-- Opening Marker --

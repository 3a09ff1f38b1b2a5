//! Vehicle control command messages delivered over the command bus.
//!
//! These mirror the stamped steering/speed command records published by the
//! vehicle control stack. The monitor trusts the transport's type system and
//! performs no validation of its own: whatever arrives is stored wholesale
//! and drawn on the next frame.

use std::time::Instant;

/// Steering and speed command for the vehicle.
///
/// Units follow the control stack convention:
/// - `steering_angle` in radians, positive turning left
/// - `linear_velocity` in meters per second
#[derive(Clone, Copy, Debug, PartialEq)]
pub struct ControlCommand {
    /// Commanded steering angle in radians.
    pub steering_angle: f32,
    /// Commanded forward speed in meters per second.
    pub linear_velocity: f32,
}

/// A control command together with its receipt timestamp.
///
/// The stamp is applied by the bus at publish time, so subscribers can tell
/// how fresh the most recent command is without trusting publisher clocks.
#[derive(Clone, Copy, Debug, PartialEq)]
pub struct ControlCommandStamped {
    /// When the bus accepted the message.
    pub stamp: Instant,
    /// The command payload.
    pub cmd: ControlCommand,
}

impl ControlCommandStamped {
    /// Stamp a command with the current time.
    pub fn now(cmd: ControlCommand) -> Self {
        Self { stamp: Instant::now(), cmd }
    }
}

#[cfg(test)]
mod tests {
    use super::*;

    #[test]
    fn test_stamped_preserves_payload() {
        let cmd = ControlCommand {
            steering_angle: 0.25,
            linear_velocity: 13.9,
        };
        let stamped = ControlCommandStamped::now(cmd);

        assert_eq!(stamped.cmd, cmd, "Payload should be stored unchanged");
    }

    #[test]
    fn test_stamps_are_monotonic() {
        let cmd = ControlCommand {
            steering_angle: 0.0,
            linear_velocity: 0.0,
        };
        let first = ControlCommandStamped::now(cmd);
        let second = ControlCommandStamped::now(cmd);

        assert!(second.stamp >= first.stamp, "Later stamp should not precede earlier one");
    }
}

-- Closing Marker --

**TASK TO CARRY OUT**
Take the line above containing "should be stored", the line containing "let second = ControlCommandStamped::now(cmd);", and all lines in between, and copy them exactly without anything else.

**YOUR RESPONSE**
        assert_eq!(stamped.cmd, cmd, "Payload should be stored unchanged");
    }

    #[test]
    fn test_stamps_are_monotonic() {
        let cmd = ControlCommand {
            steering_angle: 0.0,
            linear_velocity: 0.0,
        };
        let first = ControlCommandStamped::now(cmd);
        let second = ControlCommandStamped::now(cmd);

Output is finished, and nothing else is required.